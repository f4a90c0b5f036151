//! Revocation records persisted in the token blacklist.

use chrono::{DateTime, Utc};
use serde::{Deserialize, Serialize};

/// Maximum length of a `jti` accepted by the blacklist
pub const MAX_JTI_LENGTH: usize = 250;

/// A revoked token, as stored in the blacklist
#[derive(Debug, Clone, PartialEq, Eq, Serialize, Deserialize)]
pub struct RevocationRecord {
    /// Store-assigned, monotonically increasing identifier
    pub id: u64,

    /// Subject of the revoked token
    pub user_id: u64,

    /// Unique token identifier
    pub jti: String,

    /// When the revoked token would have expired on its own
    pub expires_at: DateTime<Utc>,

    /// When the token was revoked
    pub created_at: DateTime<Utc>,
}

impl RevocationRecord {
    /// Whether the revoked token has passed its own expiry
    pub fn is_expired(&self) -> bool {
        self.is_expired_at(Utc::now())
    }

    pub fn is_expired_at(&self, now: DateTime<Utc>) -> bool {
        now > self.expires_at
    }
}

/// A revocation not yet written to the store
#[derive(Debug, Clone, PartialEq, Eq)]
pub struct NewRevocation {
    pub user_id: u64,
    pub jti: String,
    pub expires_at: DateTime<Utc>,
    pub created_at: DateTime<Utc>,
}

impl NewRevocation {
    /// Creates a revocation stamped with the current time
    pub fn new(user_id: u64, jti: impl Into<String>, expires_at: DateTime<Utc>) -> Self {
        Self {
            user_id,
            jti: jti.into(),
            expires_at,
            created_at: Utc::now(),
        }
    }

    /// Attaches the identifier assigned by the store
    pub fn into_record(self, id: u64) -> RevocationRecord {
        RevocationRecord {
            id,
            user_id: self.user_id,
            jti: self.jti,
            expires_at: self.expires_at,
            created_at: self.created_at,
        }
    }
}
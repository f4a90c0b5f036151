use std::sync::Arc;

use actix_web::HttpServer;
use anyhow::Context;
use tracing::{info, warn};

use jm_api::{config, create_app, SessionGuard};

#[actix_web::main]
async fn main() -> anyhow::Result<()> {
    let app_config = config::load().context("Failed to load configuration")?;

    config::init_tracing(&app_config.logging);

    info!(environment = %app_config.environment, "Starting JwtManager API");
    if app_config.jwt.is_using_default_secret() {
        warn!("JWT_SECRET is not set, using the development secret");
    }

    let services = jm_infra::initialize(&app_config)
        .await
        .context("Failed to initialize infrastructure")?;
    let sessions: Arc<dyn SessionGuard> = Arc::new(
        services
            .token_manager(&app_config.jwt)
            .context("Invalid token configuration")?,
    );

    let bind_address = app_config.server.bind_address();
    info!("Server will bind to: {}", bind_address);

    HttpServer::new(move || create_app(sessions.clone()))
        .bind(&bind_address)
        .with_context(|| format!("Failed to bind {}", bind_address))?
        .run()
        .await?;

    services.pool.close().await;
    Ok(())
}
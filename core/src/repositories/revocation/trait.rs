//! Revocation store trait defining the interface for the token blacklist.

use std::sync::Arc;

use async_trait::async_trait;
use chrono::{DateTime, Utc};

use crate::domain::entities::revocation::{NewRevocation, RevocationRecord};
use crate::errors::DomainError;

/// Persistence contract for revoked token identifiers
///
/// Every validation performs a point lookup by `jti`; every revocation
/// performs one insert. The store's uniqueness constraint on `jti` is the
/// only guard against two concurrent revocations of the same token, so
/// `insert` must reject a duplicate `jti` rather than succeed twice.
#[async_trait]
pub trait RevocationStore: Send + Sync {
    /// Find the most recent revocation record for a token identifier
    ///
    /// # Returns
    /// * `Ok(Some(RevocationRecord))` - The token has been revoked
    /// * `Ok(None)` - No revocation recorded
    /// * `Err(DomainError)` - Store unavailable
    async fn find_by_jti(&self, jti: &str) -> Result<Option<RevocationRecord>, DomainError>;

    /// Persist a new revocation
    ///
    /// # Returns
    /// * `Ok(RevocationRecord)` - The stored record with its assigned id
    /// * `Err(DomainError)` - Duplicate `jti` or store failure
    async fn insert(&self, revocation: NewRevocation) -> Result<RevocationRecord, DomainError>;

    /// Delete records whose token expired before `now`
    ///
    /// # Returns
    /// * `Ok(usize)` - Number of records deleted
    async fn delete_expired(&self, now: DateTime<Utc>) -> Result<usize, DomainError>;

    /// Check whether a token identifier has been revoked
    async fn is_revoked(&self, jti: &str) -> Result<bool, DomainError> {
        Ok(self.find_by_jti(jti).await?.is_some())
    }
}

#[async_trait]
impl<S: RevocationStore + ?Sized> RevocationStore for Arc<S> {
    async fn find_by_jti(&self, jti: &str) -> Result<Option<RevocationRecord>, DomainError> {
        (**self).find_by_jti(jti).await
    }

    async fn insert(&self, revocation: NewRevocation) -> Result<RevocationRecord, DomainError> {
        (**self).insert(revocation).await
    }

    async fn delete_expired(&self, now: DateTime<Utc>) -> Result<usize, DomainError> {
        (**self).delete_expired(now).await
    }
}
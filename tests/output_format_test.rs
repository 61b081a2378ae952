//! Tests for the JSON output format.
//!
//! The JSON report schema is consumed programmatically by host drivers, so
//! its field names and shapes are pinned here.

use std::path::PathBuf;

use flowsift::graph::CompilationUnit;
use flowsift::report::{build_json, JsonReport};
use flowsift::rules::{AesKeySizeRule, Evaluator, RunResult};

fn testdata_path() -> PathBuf {
    PathBuf::from(env!("CARGO_MANIFEST_DIR")).join("testdata")
}

/// Evaluate the insecure fixture and build its JSON report.
fn run_and_get_json() -> JsonReport {
    flowsift::init();

    let unit = CompilationUnit::from_json_file(testdata_path().join("cbc_aes128.json"))
        .expect("fixture should load");
    let evaluator = Evaluator::new(unit);
    let rule = AesKeySizeRule::default();

    let mut result = RunResult::new();
    result.scanned = 1;
    result.findings = evaluator
        .findings(&rule, &["Insecure".to_string()])
        .expect("evaluation should succeed");

    build_json("testdata", "testdata/test-policy.yaml", &result)
}

#[test]
fn test_json_report_structure() {
    let report = run_and_get_json();

    assert!(!report.version.is_empty(), "version should not be empty");
    assert_eq!(report.path, "testdata");
    assert_eq!(report.policy, "testdata/test-policy.yaml");
    assert_eq!(report.units_scanned, 1);
    assert!(!report.passed, "error findings should fail the run");
}

#[test]
fn test_json_findings_format() {
    let report = run_and_get_json();

    assert_eq!(report.findings.len(), 1);
    for f in &report.findings {
        assert_eq!(f.rule, "aes_key_size");
        assert!(
            f.severity == "error" || f.severity == "warning" || f.severity == "info",
            "severity should be error/warning/info, got {}",
            f.severity
        );
        assert!(!f.path.is_empty(), "path should not be empty");
        assert!(f.line > 0, "line should be positive");
        assert!(!f.message.is_empty(), "message should not be empty");
    }
}

#[test]
fn test_json_serialization_roundtrip() {
    let report = run_and_get_json();

    let json = serde_json::to_string_pretty(&report).expect("should serialize to JSON");
    let parsed: JsonReport = serde_json::from_str(&json).expect("should deserialize from JSON");

    assert_eq!(parsed.findings.len(), report.findings.len());
    assert_eq!(parsed.passed, report.passed);
    assert_eq!(parsed.units_scanned, report.units_scanned);
}

#[test]
fn test_json_field_names_are_stable() {
    let report = run_and_get_json();
    let json = serde_json::to_string(&report).expect("should serialize");

    assert!(json.contains("\"version\""), "should have 'version' field");
    assert!(json.contains("\"path\""), "should have 'path' field");
    assert!(json.contains("\"policy\""), "should have 'policy' field");
    assert!(json.contains("\"passed\""), "should have 'passed' field");
    assert!(
        json.contains("\"units_scanned\""),
        "should have 'units_scanned' field"
    );
    assert!(json.contains("\"findings\""), "should have 'findings' field");
    assert!(
        json.contains("\"suppressed_count\""),
        "should have 'suppressed_count' field"
    );

    // Finding fields
    assert!(json.contains("\"rule\""), "findings should have 'rule' field");
    assert!(
        json.contains("\"severity\""),
        "findings should have 'severity' field"
    );
    assert!(json.contains("\"line\""), "findings should have 'line' field");
    assert!(
        json.contains("\"column\""),
        "findings should have 'column' field"
    );
    assert!(
        json.contains("\"message\""),
        "findings should have 'message' field"
    );
}

#[test]
fn test_json_empty_run_passes() {
    let result = RunResult::new();
    let report = build_json("graphs", "flowsift.yaml", &result);
    assert!(report.passed);
    assert!(report.findings.is_empty());
    assert_eq!(report.suppressed_count, 0);

    // Empty suppressed list is omitted from the serialized form.
    let json = serde_json::to_string(&report).unwrap();
    assert!(!json.contains("\"suppressed\":["));
}
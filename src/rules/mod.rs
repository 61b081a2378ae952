//! Detection rules and the registry that hosts them.
//!
//! A rule is a pure function from query parameters to an element set,
//! composed entirely from the relational operators in `crate::query`. Rules
//! are first-class values behind the `Rule` trait and a global factory
//! registry, so a rule pack is just more registrants sharing one engine.

mod aes_key_size;
mod evaluator;
mod types;

pub use aes_key_size::{AesKeySizeConfig, AesKeySizeRule, RULE_ID as AES_KEY_SIZE};
pub use evaluator::Evaluator;
pub use types::{Finding, RunResult, Severity};

use std::collections::HashMap;
use std::sync::RwLock;

use crate::error::EngineError;
use crate::graph::{CompilationUnit, NodeId};
use crate::query::{ElementSet, QueryContext};

/// A detection rule.
///
/// `evaluate` must be deterministic for a fixed unit/store/parameters, and
/// must treat configuration problems (wrong parameter arity or value) as an
/// empty result, never an error - a misconfigured rule degrades to "no
/// findings" rather than aborting a batch run.
pub trait Rule: Send + Sync {
    /// Stable rule id, used in policy files and reports.
    fn id(&self) -> &str;

    /// One-line description of what the rule detects.
    fn description(&self) -> &str;

    /// Default severity for findings; a policy check may override it.
    fn severity(&self) -> Severity;

    /// Run the rule, returning the sink sites it flags.
    fn evaluate(
        &self,
        cx: &QueryContext<'_>,
        params: &[String],
    ) -> Result<ElementSet, EngineError>;

    /// Message for one matched sink node.
    fn describe_match(&self, _unit: &CompilationUnit, _id: NodeId, _params: &[String]) -> String {
        self.description().to_string()
    }
}

/// Factory function type for creating rule instances.
pub type RuleFactory = fn() -> Box<dyn Rule>;

lazy_static::lazy_static! {
    /// Global rule registry mapping rule ids to factories.
    static ref REGISTRY: RwLock<HashMap<String, RuleFactory>> = RwLock::new(HashMap::new());
}

/// Register a rule factory under its id.
pub fn register(id: &str, factory: RuleFactory) {
    let mut registry = REGISTRY.write().unwrap();
    registry.insert(id.to_string(), factory);
}

/// Instantiate the rule registered under `id`, if any.
pub fn get_rule(id: &str) -> Option<Box<dyn Rule>> {
    let registry = REGISTRY.read().unwrap();
    registry.get(id).map(|factory| factory())
}

/// Whether a rule id is registered.
pub fn is_registered(id: &str) -> bool {
    let registry = REGISTRY.read().unwrap();
    registry.contains_key(id)
}

/// All registered rule ids, sorted.
pub fn registered_rules() -> Vec<String> {
    let registry = REGISTRY.read().unwrap();
    let mut ids: Vec<String> = registry.keys().cloned().collect();
    ids.sort();
    ids
}

/// Register the builtin rule pack. Call once at startup.
pub fn register_builtin() {
    register(aes_key_size::RULE_ID, || {
        Box::new(AesKeySizeRule::default())
    });
}
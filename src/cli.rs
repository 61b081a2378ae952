//! Command-line interface for flowsift.

use clap::{Parser, Subcommand};
use indicatif::{ProgressBar, ProgressStyle};
use rayon::prelude::*;
use std::path::{Path, PathBuf};
use walkdir::WalkDir;

use crate::graph::CompilationUnit;
use crate::policy::{self, CheckSpec, Policy};
use crate::report;
use crate::rules::{self, Evaluator, RunResult};

/// Exit codes.
pub const EXIT_SUCCESS: i32 = 0;
pub const EXIT_FAILED: i32 = 1;
pub const EXIT_ERROR: i32 = 2;

/// Default policy file names to search for.
const DEFAULT_POLICY_NAMES: &[&str] = &["flowsift.yaml", ".flowsift.yaml"];

/// Structural code query engine - run detection rules against program graphs.
///
/// Flowsift evaluates security detection rules against serialized program
/// graphs produced by an external front-end. Rules are set-algebra queries
/// over a typed element graph plus an abstract-value analysis; the shipped
/// rule pack flags block ciphers keyed at flagged AES key sizes.
#[derive(Parser)]
#[command(name = "flowsift")]
#[command(author, version, about, long_about = None)]
pub struct Cli {
    #[command(subcommand)]
    pub command: Commands,
}

#[derive(Subcommand)]
pub enum Commands {
    /// Run policy checks against unit graphs
    #[command(visible_alias = "run")]
    Query(QueryArgs),
    /// List registered rules
    Rules,
    /// Create a new flowsift policy from a template
    Init(InitArgs),
}

/// Arguments for the query command.
#[derive(Parser)]
pub struct QueryArgs {
    /// Path to a unit graph JSON file, or a directory of them
    pub path: PathBuf,

    /// Path to policy YAML file (default: auto-discover)
    #[arg(short, long)]
    pub policy: Option<PathBuf>,

    /// Output format: pretty or json
    #[arg(short, long, default_value = "pretty")]
    pub format: String,

    /// Run a single rule instead of the policy's checks
    #[arg(short, long)]
    pub rule: Option<String>,

    /// Positional parameters for --rule (comma-separated)
    #[arg(long, value_delimiter = ',')]
    pub params: Vec<String>,

    /// Show suppressed findings in output
    #[arg(long)]
    pub show_suppressed: bool,
}

/// Arguments for the init command.
#[derive(Parser)]
pub struct InitArgs {
    /// Output file path
    #[arg(short, long, default_value = "flowsift.yaml")]
    pub output: PathBuf,

    /// Template to use
    #[arg(short, long, default_value = "default")]
    pub template: String,

    /// List available templates
    #[arg(short, long)]
    pub list: bool,
}

/// Available policy templates.
struct Template {
    name: &'static str,
    description: &'static str,
    content: &'static str,
}

/// All available templates.
static TEMPLATES: &[Template] = &[
    Template {
        name: "default",
        description: "Flag block ciphers finalized with an insecure AES key size",
        content: policy::DEFAULT_TEMPLATE,
    },
    Template {
        name: "audit",
        description: "Inventory both secure and insecure AES key usage",
        content: policy::AUDIT_TEMPLATE,
    },
];

/// Discover a policy file in the current directory.
fn discover_policy() -> Option<PathBuf> {
    DEFAULT_POLICY_NAMES
        .iter()
        .map(PathBuf::from)
        .find(|p| p.exists())
}

/// Collect unit graph files under a directory.
fn collect_units(root: &Path) -> anyhow::Result<Vec<PathBuf>> {
    let mut files = Vec::new();

    for entry in WalkDir::new(root)
        .follow_links(true)
        .sort_by_file_name()
        .into_iter()
        .filter_entry(|e| {
            let name = e.file_name().to_string_lossy();
            // Skip hidden directories
            !(e.file_type().is_dir() && name.starts_with('.'))
        })
    {
        let entry = entry?;
        if entry.file_type().is_file() {
            let path = entry.path();
            if path.extension().and_then(|e| e.to_str()) == Some("json") {
                files.push(path.to_path_buf());
            }
        }
    }

    Ok(files)
}

/// Evaluate one unit graph against the policy's checks.
fn evaluate_unit(path: &Path, policy: &Policy, checks: &[CheckSpec]) -> anyhow::Result<RunResult> {
    let unit = CompilationUnit::from_json_file(path)?;
    let evaluator = Evaluator::new(unit);

    let mut result = RunResult::new();
    result.scanned = 1;

    for check in checks {
        let Some(rule) = policy.instantiate(&check.rule) else {
            // Unknown rule in an ad-hoc invocation; validation catches the
            // policy-file case before we get here.
            anyhow::bail!("unknown rule {:?}", check.rule);
        };
        let mut findings = evaluator.findings(rule.as_ref(), &check.params)?;
        if let Some(severity) = check.severity_override() {
            for f in &mut findings {
                f.severity = severity;
            }
        }
        result.findings.extend(findings);
    }

    Ok(result)
}

/// Run the query command.
pub fn run_query(args: &QueryArgs) -> anyhow::Result<i32> {
    crate::init();

    // Validate format
    if args.format != "pretty" && args.format != "json" {
        eprintln!(
            "Error: invalid format {:?}, must be 'pretty' or 'json'",
            args.format
        );
        return Ok(EXIT_ERROR);
    }

    // Resolve the policy: an explicit path, a discovered file, or - for
    // ad-hoc --rule runs only - the embedded default.
    let (policy, policy_path_str) = match &args.policy {
        Some(p) => (Policy::parse_file(p)?, p.to_string_lossy().to_string()),
        None => match discover_policy() {
            Some(p) => (Policy::parse_file(&p)?, p.to_string_lossy().to_string()),
            None if args.rule.is_some() => {
                (Policy::default_template(), "<builtin>".to_string())
            }
            None => {
                eprintln!(
                    "Error: no policy file found (looked for {})",
                    DEFAULT_POLICY_NAMES.join(", ")
                );
                eprintln!("Run 'flowsift init' to create one, or pass --rule for an ad-hoc run");
                return Ok(EXIT_ERROR);
            }
        },
    };

    if let Err(e) = policy::validate(&policy) {
        eprintln!("Error: invalid policy: {}", e);
        return Ok(EXIT_ERROR);
    }

    // An ad-hoc rule replaces the policy's check list.
    let checks: Vec<CheckSpec> = match &args.rule {
        Some(rule) => vec![CheckSpec {
            rule: rule.clone(),
            params: args.params.clone(),
            severity: None,
        }],
        None => policy.checks.clone(),
    };
    if checks.is_empty() {
        eprintln!("Warning: policy has no checks");
    }
    for check in &checks {
        if policy.instantiate(&check.rule).is_none() {
            eprintln!("Error: unknown rule {:?}", check.rule);
            eprintln!("Run 'flowsift rules' to list registered rules");
            return Ok(EXIT_ERROR);
        }
    }

    // Collect unit graphs
    let metadata = match std::fs::metadata(&args.path) {
        Ok(m) => m,
        Err(e) => {
            eprintln!("Error: cannot access path {:?}: {}", args.path, e);
            return Ok(EXIT_ERROR);
        }
    };

    let units: Vec<PathBuf> = if metadata.is_dir() {
        collect_units(&args.path)?
            .into_iter()
            .filter(|p| !policy.is_path_excluded(p))
            .collect()
    } else {
        vec![args.path.clone()]
    };

    if units.is_empty() {
        eprintln!("Warning: no unit graphs to evaluate");
        return Ok(EXIT_SUCCESS);
    }

    // Evaluate units in parallel. Each unit gets its own evaluator; nothing
    // is shared mutably, so ordering of completion does not matter and the
    // collected Vec preserves input order for deterministic output.
    let progress = if args.format == "pretty" && units.len() > 1 {
        let bar = ProgressBar::new(units.len() as u64);
        bar.set_style(
            ProgressStyle::with_template("  evaluating {pos}/{len} {bar:30}")
                .unwrap_or_else(|_| ProgressStyle::default_bar()),
        );
        Some(bar)
    } else {
        None
    };

    let unit_results: Vec<anyhow::Result<RunResult>> = units
        .par_iter()
        .map(|path| {
            let result = evaluate_unit(path, &policy, &checks);
            if let Some(bar) = &progress {
                bar.inc(1);
            }
            result
        })
        .collect();

    if let Some(bar) = progress {
        bar.finish_and_clear();
    }

    let mut result = RunResult::new();
    for (path, unit_result) in units.iter().zip(unit_results) {
        match unit_result {
            Ok(r) => result.merge(r),
            Err(e) => {
                // A broken graph file is skipped, not fatal to the batch.
                eprintln!("Warning: skipping {}: {}", path.display(), e);
            }
        }
    }

    // Apply suppressions
    if !policy.suppressions.is_empty() {
        let (suppressed, active): (Vec<_>, Vec<_>) = result
            .findings
            .into_iter()
            .partition(|f| policy.is_suppressed(f));
        result.findings = active;
        result.suppressed = suppressed;
    }

    // Output results
    let path_str = args.path.to_string_lossy().to_string();
    match args.format.as_str() {
        "json" => report::write_json(&path_str, &policy_path_str, &result)?,
        _ => report::write_pretty(&path_str, &policy_path_str, &result, args.show_suppressed),
    }

    if result.has_errors() {
        Ok(EXIT_FAILED)
    } else {
        Ok(EXIT_SUCCESS)
    }
}

/// Run the rules command.
pub fn run_rules() -> anyhow::Result<i32> {
    crate::init();

    println!("Registered rules:");
    println!();
    for id in rules::registered_rules() {
        let description = rules::get_rule(&id)
            .map(|r| r.description().to_string())
            .unwrap_or_default();
        println!("  {:<20} {}", id, description);
    }
    println!();
    println!("Usage:");
    println!("  flowsift query <path> --rule <id> --params Insecure");

    Ok(EXIT_SUCCESS)
}

/// Run the init command.
pub fn run_init(args: &InitArgs) -> anyhow::Result<i32> {
    // List mode
    if args.list {
        return list_templates();
    }

    // Find template
    let template = match TEMPLATES.iter().find(|t| t.name == args.template) {
        Some(t) => t,
        None => {
            eprintln!("Error: unknown template {:?}", args.template);
            eprintln!("Run 'flowsift init --list' to see available templates");
            return Ok(EXIT_ERROR);
        }
    };

    // Check if output already exists
    if args.output.exists() {
        eprintln!("Error: file already exists: {}", args.output.display());
        eprintln!("Remove it or use --output to specify a different path");
        return Ok(EXIT_ERROR);
    }

    // Create output directory if needed
    if let Some(parent) = args.output.parent() {
        if !parent.as_os_str().is_empty() && parent != Path::new(".") {
            if let Err(e) = std::fs::create_dir_all(parent) {
                eprintln!("Error: failed to create directory: {}", e);
                return Ok(EXIT_ERROR);
            }
        }
    }

    // Write policy file
    if let Err(e) = std::fs::write(&args.output, template.content) {
        eprintln!("Error: failed to write policy: {}", e);
        return Ok(EXIT_ERROR);
    }

    println!(
        "Created {} from template '{}'",
        args.output.display(),
        template.name
    );
    println!();
    println!("Next steps:");
    println!("  1. Edit {} to customize the checks", args.output.display());
    println!(
        "  2. Run: flowsift query <graphs> --policy {}",
        args.output.display()
    );

    Ok(EXIT_SUCCESS)
}

/// List available templates.
fn list_templates() -> anyhow::Result<i32> {
    println!("Available templates:");
    println!();

    for template in TEMPLATES {
        let name = if template.name == "default" {
            format!("{} (default)", template.name)
        } else {
            template.name.to_string()
        };
        println!("  {:<20} {}", name, template.description);
    }

    println!();
    println!("Usage:");
    println!("  flowsift init --template <name>");

    Ok(EXIT_SUCCESS)
}

#[cfg(test)]
mod tests {
    use super::*;
    use std::fs;
    use tempfile::TempDir;

    #[test]
    fn test_collect_units_finds_json_only() {
        let temp = TempDir::new().unwrap();
        fs::write(temp.path().join("a.json"), "{}").unwrap();
        fs::write(temp.path().join("b.txt"), "").unwrap();
        fs::create_dir(temp.path().join(".hidden")).unwrap();
        fs::write(temp.path().join(".hidden").join("c.json"), "{}").unwrap();

        let units = collect_units(temp.path()).unwrap();
        assert_eq!(units.len(), 1);
        assert!(units[0].ends_with("a.json"));
    }

    #[test]
    fn test_collect_units_is_sorted() {
        let temp = TempDir::new().unwrap();
        fs::write(temp.path().join("b.json"), "{}").unwrap();
        fs::write(temp.path().join("a.json"), "{}").unwrap();

        let units = collect_units(temp.path()).unwrap();
        let names: Vec<_> = units
            .iter()
            .map(|p| p.file_name().unwrap().to_string_lossy().to_string())
            .collect();
        assert_eq!(names, vec!["a.json", "b.json"]);
    }
}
----------
→ **TASK DETAILS**
Give back the records word for word. Start at the first line, end at the line containing "config::init_tracing(&app_config.logging);", and include both.

→ **RESPONSE BOX**
repository f4a90c0b5f036151
//! Revocation records persisted in the token blacklist.

use chrono::{DateTime, Utc};
use serde::{Deserialize, Serialize};

/// Maximum length of a `jti` accepted by the blacklist
pub const MAX_JTI_LENGTH: usize = 250;

/// A revoked token, as stored in the blacklist
#[derive(Debug, Clone, PartialEq, Eq, Serialize, Deserialize)]
pub struct RevocationRecord {
    /// Store-assigned, monotonically increasing identifier
    pub id: u64,

    /// Subject of the revoked token
    pub user_id: u64,

    /// Unique token identifier
    pub jti: String,

    /// When the revoked token would have expired on its own
    pub expires_at: DateTime<Utc>,

    /// When the token was revoked
    pub created_at: DateTime<Utc>,
}

impl RevocationRecord {
    /// Whether the revoked token has passed its own expiry
    pub fn is_expired(&self) -> bool {
        self.is_expired_at(Utc::now())
    }

    pub fn is_expired_at(&self, now: DateTime<Utc>) -> bool {
        now > self.expires_at
    }
}

/// A revocation not yet written to the store
#[derive(Debug, Clone, PartialEq, Eq)]
pub struct NewRevocation {
    pub user_id: u64,
    pub jti: String,
    pub expires_at: DateTime<Utc>,
    pub created_at: DateTime<Utc>,
}

impl NewRevocation {
    /// Creates a revocation stamped with the current time
    pub fn new(user_id: u64, jti: impl Into<String>, expires_at: DateTime<Utc>) -> Self {
        Self {
            user_id,
            jti: jti.into(),
            expires_at,
            created_at: Utc::now(),
        }
    }

    /// Attaches the identifier assigned by the store
    pub fn into_record(self, id: u64) -> RevocationRecord {
        RevocationRecord {
            id,
            user_id: self.user_id,
            jti: self.jti,
            expires_at: self.expires_at,
            created_at: self.created_at,
        }
    }
}
repository f4a90c0b5f036151
use std::sync::Arc;

use actix_web::HttpServer;
use anyhow::Context;
use tracing::{info, warn};

use jm_api::{config, create_app, SessionGuard};

#[actix_web::main]
async fn main() -> anyhow::Result<()> {
    let app_config = config::load().context("Failed to load configuration")?;

    config::init_tracing(&app_config.logging);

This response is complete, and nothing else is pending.